The IRC planned to settle six Syrian refugees with relatives in Dallas later this week, and another family of four within the next 10 days. Volunteers have been collecting donated furniture and other supplies for an apartment for the first arrivals, said Hala Halabi, who works with the nonprofit Islamic Circle of North America.
Halabi said she had to assure one Syrian mother of five that she would not have to leave Texas.
“She was really, really scared,” Halabi said. “They felt like they’re going to deport them.”
Al Jaddou’s experience has been much different, however, and other Syrians agree.
Al Jaddou, who installed security cameras for a living in Syria, said he’s found the United States to be a friendly, safe country. He showed off photos he’s taken with people he met at parks and on the street. His children, two 4-year-old twins and a toddler, are “too young to feel what’s going on.”
Another Syrian refugee, 46-year-old Nabil Kalo, stocks shelves at Wal-Mart and sends checks back to his wife and four sons, who are living in Turkey waiting for a decision on their refugee applications.

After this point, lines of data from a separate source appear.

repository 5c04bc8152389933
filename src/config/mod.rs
//! Configuration module.

mod loader;
mod types;

pub use loader::*;
pub use types::*;
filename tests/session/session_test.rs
//! Tests for multi-turn sessions against a fake Claude executable.

use futures_util::StreamExt;
use tempfile::TempDir;

use claude_session::cli::{ClaudeEvent, ContentBlock, SpawnError};
use claude_session::config::SessionConfig;
use claude_session::session::{Session, SessionError, SessionState, StreamOptions};

use crate::support::{fake_claude, ECHO_TURN};

fn echo_session(dir: &TempDir) -> Session {
    let binary = fake_claude(dir.path(), ECHO_TURN);
    Session::new(SessionConfig::new().executable(binary))
}

async fn drain(session: &mut Session, options: StreamOptions) -> Vec<ClaudeEvent> {
    session.stream(options).unwrap().collect().await
}

fn assistant_text(event: &ClaudeEvent) -> Option<String> {
    match event {
        ClaudeEvent::Assistant(assistant) => assistant.text(),
        _ => None,
    }
}

#[tokio::test]
async fn fresh_session_captures_identity() {
    let dir = TempDir::new().unwrap();
    let mut session = echo_session(&dir);
    assert_eq!(session.state(), SessionState::Idle);
    assert!(session.session_id().is_none());

    session.send("What is 2+2?").unwrap();
    assert_eq!(session.state(), SessionState::Active);

    let events = drain(&mut session, StreamOptions::default()).await;
    assert_eq!(events.len(), 3, "malformed line should be skipped");
    assert_eq!(
        events[0].as_init().map(|init| init.session_id.as_str()),
        Some("fresh-session")
    );
    assert_eq!(
        assistant_text(&events[1]).as_deref(),
        Some("echo: What is 2+2?")
    );
    let ClaudeEvent::Assistant(assistant) = &events[1] else {
        panic!("Expected Assistant event");
    };
    assert!(matches!(
        &assistant.message.content[0],
        ContentBlock::Thinking { thinking, .. } if thinking == "pondering"
    ));
    assert!(events[2].is_terminal());

    assert_eq!(session.session_id(), Some("fresh-session"));
    assert_eq!(session.state(), SessionState::Idle);
    assert_eq!(session.last_exit_code().await.unwrap(), Some(0));
    let stats = session.stats();
    assert_eq!(stats.invocations, 1);
    assert_eq!(stats.completed, 1);
}

#[tokio::test]
async fn resumed_session_keeps_identity() {
    let dir = TempDir::new().unwrap();
    let binary = fake_claude(dir.path(), ECHO_TURN);
    let mut session = Session::resume("abc-123", SessionConfig::new().executable(binary));
    assert_eq!(session.session_id(), Some("abc-123"));

    session.send("hello again").unwrap();
    let events = drain(&mut session, StreamOptions::default()).await;

    assert_eq!(events[0].session_id(), Some("abc-123"));
    assert_eq!(session.session_id(), Some("abc-123"));
}

#[tokio::test]
async fn second_send_resumes_captured_identity() {
    let dir = TempDir::new().unwrap();
    let log = dir.path().join("args.log");
    let body = format!(
        "echo \"$@\" >> '{}'\n{ECHO_TURN}",
        log.display()
    );
    let binary = fake_claude(dir.path(), &body);
    let mut session = Session::new(SessionConfig::new().executable(binary));

    session.send("first").unwrap();
    drain(&mut session, StreamOptions::default()).await;
    session.send("second").unwrap();
    let events = drain(&mut session, StreamOptions::default()).await;

    let invocations: Vec<String> = std::fs::read_to_string(&log)
        .unwrap()
        .lines()
        .map(str::to_string)
        .collect();
    assert_eq!(invocations.len(), 2);
    assert!(!invocations[0].contains("--resume"));
    assert!(invocations[1].contains("--resume fresh-session"));
    assert!(invocations[1].ends_with("second"));
    assert_eq!(assistant_text(&events[1]).as_deref(), Some("echo: second"));
    assert_eq!(session.stats().invocations, 2);
}

#[tokio::test]
async fn send_while_active_is_rejected() {
    let dir = TempDir::new().unwrap();
    let mut session = echo_session(&dir);

    session.send("first").unwrap();
    assert!(matches!(
        session.send("second"),
        Err(SessionError::AlreadyActive)
    ));
    assert_eq!(session.stats().invocations, 1);

    drain(&mut session, StreamOptions::default()).await;
    session.send("second").unwrap();
}

#[tokio::test]
async fn stream_without_send_is_rejected() {
    let dir = TempDir::new().unwrap();
    let mut session = echo_session(&dir);

    assert!(matches!(
        session.stream(StreamOptions::default()),
        Err(SessionError::NotActive)
    ));
    assert_eq!(session.last_exit_code().await.unwrap(), None);
}

#[tokio::test]
async fn closed_session_rejects_everything() {
    let dir = TempDir::new().unwrap();
    let mut session = echo_session(&dir);

    session.send("first").unwrap();
    session.close();
    session.close();

    assert_eq!(session.state(), SessionState::Closed);
    assert!(matches!(session.send("again"), Err(SessionError::Closed)));
    assert!(matches!(
        session.stream(StreamOptions::default()),
        Err(SessionError::Closed)
    ));
}

#[tokio::test]
async fn close_kills_in_flight_invocation() {
    let dir = TempDir::new().unwrap();
    let binary = fake_claude(dir.path(), "exec sleep 30");
    let mut session = Session::new(SessionConfig::new().executable(binary));

    session.send("slow").unwrap();
    session.close();
    assert_eq!(session.state(), SessionState::Closed);
}

#[tokio::test]
async fn shutdown_terminates_in_flight_invocation() {
    let dir = TempDir::new().unwrap();
    let binary = fake_claude(dir.path(), "exec sleep 30");
    let mut session = Session::new(SessionConfig::new().executable(binary));

    session.send("slow").unwrap();
    session
        .shutdown(std::time::Duration::from_secs(2))
        .await
        .unwrap();
    assert_eq!(session.state(), SessionState::Closed);
}

#[tokio::test]
async fn filtered_stream_hides_init_and_thinking() {
    let dir = TempDir::new().unwrap();
    let mut session = echo_session(&dir);

    session.send("quiet").unwrap();
    let events = drain(&mut session, StreamOptions::filtered()).await;

    assert_eq!(events.len(), 2);
    let ClaudeEvent::Assistant(assistant) = &events[0] else {
        panic!("Expected Assistant event");
    };
    assert!(assistant
        .message
        .content
        .iter()
        .all(|block| matches!(block, ContentBlock::Text { .. })));
    assert!(events[1].is_terminal());
    // Identity is captured even though init was not surfaced.
    assert_eq!(session.session_id(), Some("fresh-session"));
}

#[tokio::test]
async fn missing_executable_fails_send() {
    let dir = TempDir::new().unwrap();
    let config = SessionConfig::new().executable(dir.path().join("absent"));
    let mut session = Session::new(config);

    let result = session.send("hello");
    assert!(matches!(
        result,
        Err(SessionError::Spawn(SpawnError::NotFound))
    ));
    assert_eq!(session.state(), SessionState::Idle);
}

#[tokio::test]
async fn dropped_stream_can_be_resumed() {
    let dir = TempDir::new().unwrap();
    let mut session = echo_session(&dir);

    session.send("partial").unwrap();
    {
        let mut stream = session.stream(StreamOptions::default()).unwrap();
        let first = stream.next().await.unwrap();
        assert!(first.as_init().is_some());
    }
    assert_eq!(session.state(), SessionState::Active);

    let rest = drain(&mut session, StreamOptions::default()).await;
    assert_eq!(rest.len(), 2);
    assert_eq!(
        assistant_text(&rest[0]).as_deref(),
        Some("echo: partial")
    );
    assert_eq!(session.state(), SessionState::Idle);
}

#[tokio::test]
async fn nonzero_exit_code_is_reported() {
    let dir = TempDir::new().unwrap();
    let body = format!("{ECHO_TURN}\nexit 3");
    let binary = fake_claude(dir.path(), &body);
    let mut session = Session::new(SessionConfig::new().executable(binary));

    session.send("fail").unwrap();
    let events = drain(&mut session, StreamOptions::default()).await;
    assert_eq!(events.len(), 3);
    assert_eq!(session.last_exit_code().await.unwrap(), Some(3));
}

#[tokio::test]
async fn binary_stderr_does_not_kill_turn() {
    let dir = TempDir::new().unwrap();
    let body = format!("printf '\\377\\376 junk\\n' >&2\nsleep 0.3\necho diag >&2\n{ECHO_TURN}");
    let binary = fake_claude(dir.path(), &body);
    let mut session = Session::new(SessionConfig::new().executable(binary));

    session.send("noisy").unwrap();
    let events = drain(&mut session, StreamOptions::default()).await;

    assert_eq!(events.len(), 3);
    assert!(events[2].is_terminal());
    assert_eq!(session.last_exit_code().await.unwrap(), Some(0));
}

#[tokio::test]
async fn empty_output_completes_turn() {
    let dir = TempDir::new().unwrap();
    let binary = fake_claude(dir.path(), "exit 0");
    let mut session = Session::new(SessionConfig::new().executable(binary));

    session.send("nothing").unwrap();
    let events = drain(&mut session, StreamOptions::default()).await;
    assert!(events.is_empty());
    assert!(session.session_id().is_none());
    assert_eq!(session.state(), SessionState::Idle);
}
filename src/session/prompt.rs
//! One-shot prompt helper.

use std::collections::HashSet;

use futures_util::StreamExt;
use serde::Serialize;

use crate::cli::{AssistantMessage, ClaudeEvent, ResultEvent, Usage};
use crate::config::SessionConfig;
use crate::session::{Session, SessionError, StreamOptions};

/// Outcome of a single prompt.
#[derive(Debug, Clone, Default, PartialEq, Serialize)]
pub struct PromptSummary {
    /// Final result text, or the last assistant text when no result arrived.
    pub result: String,
    pub session_id: Option<String>,
    pub total_cost_usd: f64,
    pub usage: Usage,
    pub num_turns: u32,
    pub duration_ms: u64,
    /// True for error results, missing results, and abnormal exits.
    pub is_error: bool,
    pub errors: Vec<String>,
    pub exit_code: Option<i32>,
}

/// Folds one invocation's events into a [`PromptSummary`].
///
/// Text and the result are taken from the filtered view. Every assistant
/// record counts toward the fallback usage, including thinking-only ones. The CLI repeats a message's usage on each of its
/// per-block records, so usage is counted once per message ID.
#[derive(Debug, Default)]
pub struct SummaryCollector {
    last_text: Option<String>,
    assistant_usage: Usage,
    counted_messages: HashSet<String>,
    result: Option<ResultEvent>,
}

impl SummaryCollector {
    #[must_use]
    pub fn new() -> Self {
        Self::default()
    }

    pub fn observe(&mut self, event: ClaudeEvent) {
        if let ClaudeEvent::Assistant(assistant) = &event {
            self.count_usage(&assistant.message);
        }

        match StreamOptions::filtered().apply(event) {
            Some(ClaudeEvent::Assistant(assistant)) => {
                if let Some(text) = assistant.text() {
                    self.last_text = Some(text);
                }
            }
            Some(ClaudeEvent::Result(result)) => self.result = Some(result),
            _ => {}
        }
    }

    fn count_usage(&mut self, message: &AssistantMessage) {
        if let Some(id) = &message.id {
            if !self.counted_messages.insert(id.clone()) {
                return;
            }
        }
        self.assistant_usage.accumulate(&message.usage);
    }

    /// Build the summary once the stream is exhausted.
    #[must_use]
    pub fn finish(self, session_id: Option<&str>, exit_code: Option<i32>) -> PromptSummary {
        let mut summary = match self.result {
            Some(result) => {
                let usage = if result.usage.total() == 0 {
                    self.assistant_usage
                } else {
                    result.usage
                };
                let is_error = !result.is_success();
                let text = result
                    .result
                    .filter(|text| !text.is_empty())
                    .or(self.last_text)
                    .unwrap_or_default();
                let mut errors = result.errors;
                if is_error && errors.is_empty() {
                    errors.push(format!("Claude reported {}", result.subtype.as_str()));
                }
                PromptSummary {
                    result: text,
                    session_id: session_id
                        .map(str::to_string)
                        .or_else(|| Some(result.session_id).filter(|id| !id.is_empty())),
                    total_cost_usd: result.total_cost_usd,
                    usage,
                    num_turns: result.num_turns,
                    duration_ms: result.duration_ms,
                    is_error,
                    errors,
                    exit_code,
                }
            }
            None => PromptSummary {
                result: self.last_text.unwrap_or_default(),
                session_id: session_id.map(str::to_string),
                usage: self.assistant_usage,
                is_error: true,
                errors: vec!["Claude exited without a result event".to_string()],
                exit_code,
                ..PromptSummary::default()
            },
        };

        if let Some(code) = exit_code.filter(|code| *code != 0) {
            summary.is_error = true;
            summary.errors.push(format!("Claude exited with code {code}"));
        }

        summary
    }
}

/// Run one prompt in a fresh session and summarize the outcome.
///
/// Logical failures (error results, a missing result, a nonzero exit) are
/// reported through [`PromptSummary::is_error`]. The session is always
/// closed before returning.
///
/// # Errors
///
/// Returns `SessionError` if the Claude process cannot be started.
pub async fn prompt(text: &str, config: SessionConfig) -> Result<PromptSummary, SessionError> {
    let mut session = Session::new(config);
    let outcome = run_turn(&mut session, text).await;
    session.close();
    outcome
}

async fn run_turn(session: &mut Session, text: &str) -> Result<PromptSummary, SessionError> {
    session.send(text)?;

    let mut collector = SummaryCollector::new();
    {
        let mut stream = session.stream(StreamOptions::default())?;
        while let Some(event) = stream.next().await {
            collector.observe(event);
        }
    }

    let (exit_code, exit_error) = match session.last_exit_code().await {
        Ok(code) => (code, None),
        Err(e) => {
            tracing::warn!(error = %e, "Could not determine Claude exit code");
            (None, Some(e.to_string()))
        }
    };

    let mut summary = collector.finish(session.session_id(), exit_code);
    if let Some(error) = exit_error {
        summary.is_error = true;
        summary.errors.push(error);
    }
    tracing::debug!(
        is_error = summary.is_error,
        cost_usd = summary.total_cost_usd,
        "Prompt finished"
    );
    Ok(summary)
}
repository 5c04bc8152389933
//! Session state machine.

use serde::{Deserialize, Serialize};

/// Current state of a session.
#[derive(Debug, Clone, Copy, Default, PartialEq, Eq, Serialize, Deserialize)]
pub enum SessionState {
    /// No invocation in flight; ready to send.
    #[default]
    Idle,
    /// One invocation spawned and not yet drained.
    Active,
    /// Terminal; no further sends.
    Closed,
}

/// State machine for tracking session progress.
#[derive(Debug, Clone)]
pub struct SessionStateMachine {
    state: SessionState,
    invocations: usize,
    completed: usize,
}

impl Default for SessionStateMachine {
    fn default() -> Self {
        Self::new()
    }
}

impl SessionStateMachine {
    #[must_use]
    pub fn new() -> Self {
        Self {
            state: SessionState::Idle,
            invocations: 0,
            completed: 0,
        }
    }

    #[must_use]
    pub fn state(&self) -> SessionState {
        self.state
    }

    pub fn transition(&mut self, new_state: SessionState) {
        tracing::debug!(from = ?self.state, to = ?new_state, "State transition");
        self.state = new_state;
    }

    /// Idle -> Active for a freshly spawned invocation.
    pub fn record_spawn(&mut self) {
        self.invocations = self.invocations.saturating_add(1);
        self.transition(SessionState::Active);
    }

    /// Active -> Idle once the invocation's output is drained.
    pub fn record_completion(&mut self) {
        self.completed = self.completed.saturating_add(1);
        self.transition(SessionState::Idle);
    }

    #[must_use]
    pub fn stats(&self) -> SessionStats {
        SessionStats {
            invocations: self.invocations,
            completed: self.completed,
        }
    }
}

/// Session statistics.
#[derive(Debug, Clone, Copy, PartialEq, Eq)]
pub struct SessionStats {
    pub invocations: usize,
    pub completed: usize,
}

The former electrical engineer shares an apartment in northeast Dallas with two other Syrians, one a former graduate student, the other a former pharmacist who has spoken to the United Nations about a mass killing he witnessed in his hometown outside Damascus.
They live in a lower-income complex of multinational residents, where many other recent arrivals live. Others are resettled in the nearby suburb of Richardson.
Kalo worries about growing apart from his sons, ages 4 to 14, and hopes his family can soon join him. But he’s thankful for the opportunity to support them from afar and said he has not encountered any problems with neighbors or people he meets.
“American people are really helpful people,” he said. “Really. I feel that, and I see that.”
Associated Press writers Reese Dunklin in Dallas and Emily Schmall in Fort Worth contributed to this report.